Computational Foundations of Artificial Intelligence CAP 5625   
Artificial Intelligence CAP 6635    
Data Mining and Machine Learning CAP 6673    

 

In addition, students pursuing the non-thesis option are required to take 4 AI Electives and 4 EECS Electives. Students pursuing the thesis option must take 2 AI Electives, 6 thesis credits, and 4 EECS Electives.

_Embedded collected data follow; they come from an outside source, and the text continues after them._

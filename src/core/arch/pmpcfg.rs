//! PMP Configuration Octets.
//!
//! Each PMP entry carries one 8-bit config value: R/W/X permission bits
//! in bits 0-2 and the address-matching (A) field in bits 3-4. The
//! remaining bits are kept in the raw value but never interpreted.

use crate::common::constants::{CFG_A_MASK, CFG_A_SHIFT, CFG_R, CFG_W, CFG_X};
use crate::common::AccessType;
use serde::{Serialize, Serializer};
use std::fmt;

/// Address-matching mode of a PMP entry (the A field).
#[derive(Clone, Copy, Debug, PartialEq, Eq, Hash, Serialize)]
pub enum RegionMode {
    /// Entry disabled; matches nothing.
    #[serde(rename = "OFF")]
    Off = 0,

    /// Top of range.
    ///
    /// The region spans from the previous entry's address field up to
    /// (not including) this entry's address field.
    #[serde(rename = "TOR")]
    Tor = 1,

    /// Naturally aligned four-byte region.
    #[serde(rename = "NA4")]
    Na4 = 2,

    /// Naturally aligned power-of-two region.
    ///
    /// Base and size are encoded together by the trailing run of ones
    /// in the address field.
    #[serde(rename = "NAPOT")]
    Napot = 3,
}

impl RegionMode {
    /// Decodes the A field from its two-bit value. Only the low two
    /// bits of `val` are considered.
    pub fn from_u8(val: u8) -> Self {
        match val & CFG_A_MASK {
            0 => RegionMode::Off,
            1 => RegionMode::Tor,
            2 => RegionMode::Na4,
            _ => RegionMode::Napot,
        }
    }

    /// Returns the numeric A-field value.
    pub fn to_u8(self) -> u8 {
        self as u8
    }

    /// Returns the short mnemonic of the mode.
    pub fn name(&self) -> &'static str {
        match self {
            RegionMode::Off => "OFF",
            RegionMode::Tor => "TOR",
            RegionMode::Na4 => "NA4",
            RegionMode::Napot => "NAPOT",
        }
    }
}

impl fmt::Display for RegionMode {
    fn fmt(&self, f: &mut fmt::Formatter<'_>) -> fmt::Result {
        write!(f, "{}", self.name())
    }
}

/// One PMP configuration octet.
///
/// Wraps the raw byte so reserved bits survive a round trip; accessors
/// decode the fields on demand.
#[derive(Clone, Copy, Debug, Default, PartialEq, Eq, Hash)]
pub struct RegionConfig(u8);

impl RegionConfig {
    /// Wraps a raw config byte.
    pub const fn new(bits: u8) -> Self {
        Self(bits)
    }

    /// Builds a config from its decoded fields, with all reserved bits clear.
    pub fn from_parts(mode: RegionMode, readable: bool, writable: bool, executable: bool) -> Self {
        let mut bits = mode.to_u8() << CFG_A_SHIFT;
        if readable {
            bits |= CFG_R;
        }
        if writable {
            bits |= CFG_W;
        }
        if executable {
            bits |= CFG_X;
        }
        Self(bits)
    }

    /// Returns the raw byte, reserved bits included.
    pub const fn bits(self) -> u8 {
        self.0
    }

    pub fn readable(self) -> bool {
        self.0 & CFG_R != 0
    }

    pub fn writable(self) -> bool {
        self.0 & CFG_W != 0
    }

    pub fn executable(self) -> bool {
        self.0 & CFG_X != 0
    }

    /// Decodes the address-matching mode from bits 3-4.
    pub fn mode(self) -> RegionMode {
        RegionMode::from_u8(self.0 >> CFG_A_SHIFT)
    }

    /// Returns whether the permission bit for `access` is set.
    pub fn permits(self, access: AccessType) -> bool {
        match access {
            AccessType::Read => self.readable(),
            AccessType::Write => self.writable(),
            AccessType::Execute => self.executable(),
        }
    }
}

impl From<u8> for RegionConfig {
    fn from(bits: u8) -> Self {
        Self(bits)
    }
}

impl fmt::Display for RegionConfig {
    /// Formats as `0xNN (MODE rwx)`, with `-` for cleared permissions.
    fn fmt(&self, f: &mut fmt::Formatter<'_>) -> fmt::Result {
        fn t(cond: bool, c: char) -> char {
            if cond {
                c
            } else {
                '-'
            }
        }

        write!(
            f,
            "{:#04x} ({} {}{}{})",
            self.0,
            self.mode(),
            t(self.readable(), 'r'),
            t(self.writable(), 'w'),
            t(self.executable(), 'x'),
        )
    }
}

impl Serialize for RegionConfig {
    fn serialize<S: Serializer>(&self, serializer: S) -> Result<S::Ok, S::Error> {
        serializer.serialize_u8(self.0)
    }
}
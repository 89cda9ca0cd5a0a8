//! RISC-V architecture-specific encodings.
//!
//! This module contains the decoder for the per-region PMP configuration
//! octet. Locking and privilege modes are not modelled.

/// PMP configuration octet and address-matching modes.
pub mod pmpcfg;
//! Test module organization.
//!
//! This module organizes all integration tests for the PMP checker.

/// Range decoding and overflow policy tests.
mod range_tests;
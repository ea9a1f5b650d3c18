//! Reconciliation Error Types

use crate::SourceKind;
use feature_engine::FeatureError;
use record_table::TableError;
use thiserror::Error;

/// Errors during reconciliation
#[derive(Debug, Clone, PartialEq, Error)]
pub enum ReconcileError {
    /// Key column holds no usable digit run
    #[error("{table} row {row}: cannot extract employee id from {column} = {value:?}")]
    MalformedIdentifier {
        table: SourceKind,
        column: &'static str,
        row: usize,
        value: String,
    },

    /// Key column is absent
    #[error("{table} table has no {column} column")]
    MissingKeyColumn {
        table: SourceKind,
        column: &'static str,
    },

    /// Salary increase text is not `<number> %`
    #[error("Row {row}: malformed percentage {value:?}")]
    MalformedPercentage { row: usize, value: String },

    #[error(transparent)]
    Feature(#[from] FeatureError),

    #[error(transparent)]
    Table(#[from] TableError),
}
//! Inner Join on precomputed employee keys

use record_table::{Table, TableError, Value};
use std::collections::HashMap;

/// Inner join `left` and `right` on row-aligned integer keys.
///
/// Output rows follow left order, then the order of matching right rows.
/// The key column (`key_name`) is written once, taken from the left side.
/// Other column names present on both sides get `_x` / `_y` suffixes.
/// Returns the joined table together with its row-aligned keys.
pub fn inner_join(
    left: &Table,
    left_keys: &[i64],
    right: &Table,
    right_keys: &[i64],
    key_name: &str,
) -> Result<(Table, Vec<i64>), TableError> {
    let right_key_idx = right.column_index(key_name);

    let mut right_index: HashMap<i64, Vec<usize>> = HashMap::new();
    for (row, key) in right_keys.iter().enumerate() {
        right_index.entry(*key).or_default().push(row);
    }

    let right_columns: Vec<usize> = (0..right.width())
        .filter(|idx| Some(*idx) != right_key_idx)
        .collect();

    let overlaps = |name: &str| -> bool {
        name != key_name
            && left.has_column(name)
            && right_columns
                .iter()
                .any(|idx| right.columns()[*idx] == name)
    };

    let mut columns: Vec<String> = left
        .columns()
        .iter()
        .map(|c| if overlaps(c) { format!("{}_x", c) } else { c.clone() })
        .collect();
    columns.extend(right_columns.iter().map(|idx| {
        let name = &right.columns()[*idx];
        if overlaps(name) {
            format!("{}_y", name)
        } else {
            name.clone()
        }
    }));

    let mut joined = Table::new(columns)?;
    let mut keys = Vec::new();

    for (left_row, key) in left.rows().iter().zip(left_keys) {
        let Some(matches) = right_index.get(key) else {
            continue;
        };
        for right_row in matches {
            let source = &right.rows()[*right_row];
            let mut row: Vec<Value> = left_row.clone();
            row.extend(right_columns.iter().map(|idx| source[*idx].clone()));
            joined.push_row(row)?;
            keys.push(*key);
        }
    }

    Ok((joined, keys))
}
//! Feature Encoding
//!
//! Turns a named, heterogeneous feature table into the dense numeric matrix
//! a trained model expects: selected numeric columns (optionally `log1p`
//! and standard-scaled) followed by one-hot blocks for categorical columns.

use crate::InferenceError;
use ndarray::Array2;
use record_table::Table;
use serde::{Deserialize, Serialize};
use tracing::debug;

/// `log(1 + x)`, applied to skewed numeric columns before scaling
#[derive(Debug, Clone, Copy, Default, Serialize, Deserialize)]
pub struct SafeLogTransform;

impl SafeLogTransform {
    pub fn transform(&self, x: f64) -> f64 {
        x.ln_1p()
    }
}

/// Per-column standardization fitted at training time
#[derive(Debug, Clone, Serialize, Deserialize)]
pub struct StandardScaler {
    pub mean: Vec<f64>,
    pub scale: Vec<f64>,
}

impl StandardScaler {
    fn apply(&self, idx: usize, x: f64) -> Result<f64, InferenceError> {
        let (Some(&mean), Some(&scale)) = (self.mean.get(idx), self.scale.get(idx)) else {
            return Err(InferenceError::InvalidInputShape {
                expected: format!("scaler entry for column {}", idx),
                actual: format!("{} means, {} scales", self.mean.len(), self.scale.len()),
            });
        };
        if scale == 0.0 {
            Ok(x - mean)
        } else {
            Ok((x - mean) / scale)
        }
    }
}

/// One-hot encoded text column; unknown categories encode as all zeros
#[derive(Debug, Clone, Serialize, Deserialize)]
pub struct CategoricalFeature {
    pub column: String,
    pub categories: Vec<String>,
}

/// Column selection and encoding fitted with the model
#[derive(Debug, Clone, Serialize, Deserialize)]
pub struct FeatureEncoder {
    /// Numeric columns, in model order
    pub numeric: Vec<String>,
    /// Subset of `numeric` passed through [`SafeLogTransform`] first
    #[serde(default)]
    pub log1p: Vec<String>,
    /// Scaler over `numeric`, applied after the log transform
    #[serde(default)]
    pub scaler: Option<StandardScaler>,
    /// One-hot blocks appended after the numeric columns
    #[serde(default)]
    pub categorical: Vec<CategoricalFeature>,
}

impl FeatureEncoder {
    /// Width of the encoded matrix
    pub fn n_features(&self) -> usize {
        self.numeric.len()
            + self
                .categorical
                .iter()
                .map(|c| c.categories.len())
                .sum::<usize>()
    }

    /// Check internal consistency of a deserialized encoder
    pub fn validate(&self) -> Result<(), InferenceError> {
        if let Some(scaler) = &self.scaler {
            if scaler.mean.len() != self.numeric.len() || scaler.scale.len() != self.numeric.len() {
                return Err(InferenceError::ModelLoadError(format!(
                    "scaler has {}/{} entries for {} numeric columns",
                    scaler.mean.len(),
                    scaler.scale.len(),
                    self.numeric.len()
                )));
            }
        }
        if let Some(col) = self.log1p.iter().find(|c| !self.numeric.contains(c)) {
            return Err(InferenceError::ModelLoadError(format!(
                "log1p column {} is not a numeric column",
                col
            )));
        }
        Ok(())
    }

    /// Encode every row of `table`
    pub fn encode(&self, table: &Table) -> Result<Array2<f64>, InferenceError> {
        let rows = table.len();
        let width = self.n_features();
        let mut matrix = Array2::<f64>::zeros((rows, width));
        let log = SafeLogTransform;

        for (j, column) in self.numeric.iter().enumerate() {
            let cells = table.column(column).map_err(|_| InferenceError::InvalidInput {
                column: column.clone(),
                row: 0,
                reason: "column missing".to_string(),
            })?;
            let take_log = self.log1p.contains(column);

            for (i, cell) in cells.into_iter().enumerate() {
                let mut x = cell.as_f64().ok_or_else(|| InferenceError::InvalidInput {
                    column: column.clone(),
                    row: i,
                    reason: format!("expected a number, got {}", cell),
                })?;
                if take_log {
                    x = log.transform(x);
                }
                if let Some(scaler) = &self.scaler {
                    x = scaler.apply(j, x)?;
                }
                matrix[[i, j]] = x;
            }
        }

        let mut offset = self.numeric.len();
        for feature in &self.categorical {
            let cells = table
                .column(&feature.column)
                .map_err(|_| InferenceError::InvalidInput {
                    column: feature.column.clone(),
                    row: 0,
                    reason: "column missing".to_string(),
                })?;
            for (i, cell) in cells.into_iter().enumerate() {
                let label = cell.to_string();
                if let Some(k) = feature.categories.iter().position(|c| *c == label) {
                    matrix[[i, offset + k]] = 1.0;
                }
            }
            offset += feature.categories.len();
        }

        debug!("Encoded {} rows into {} model features", rows, width);
        Ok(matrix)
    }
}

AI Electives – courses are structured in the following areas: Vision, Data Analytics and Algorithms, Knowledge Management and Reasoning, Machine Learning, and Applications.

Vision

Title Course No.
Foundations of Vision CAP 6411   
Computer Vision CAP 6415   
Machine Learning for Computer Vision CAP 6618   
Visual Information Retrieval COP 6728   

 

Data Analytics and Algorithms

Title Course No.
Introduction to Data Science CAP 5768   
Social Networks and Big Data Analytics CAP 6315   
Data Mining for Bioinformatics CAP 6546   
Big Data Analytics with Hadoop CAP 6780   
Computer Performance Modeling CEN6405
Analysis of Algorithms COT 6405   

 

Knowledge Management and Reasoning

Title Course No.
Natural Language Processing CAP 6640   
Information Retrieval CAP 6776   
Web Mining CAP 6777   
Semantic Web Programming COP 5859   

 

Machine Learning

Title Course No.
Introduction to Neural Networks CAP 5615   
Evolutionary Computing CAP 6512   
Sparse Learning CAP 6617      
Deep Learning CAP 6619      
Advanced Data Mining and Machine Learning COP 6778      

 

Applications

Title Course No.
Robotic Applications EEL 5661      
Artificial Intelligence in Medicine and Healthcare CAP 6683     
Computational Advertising and Real-time Data Analytics CAP 6807       

 

EECS Electives – graduate courses offered by the EECS department. Course substitution is allowed with prior approval of the advisor.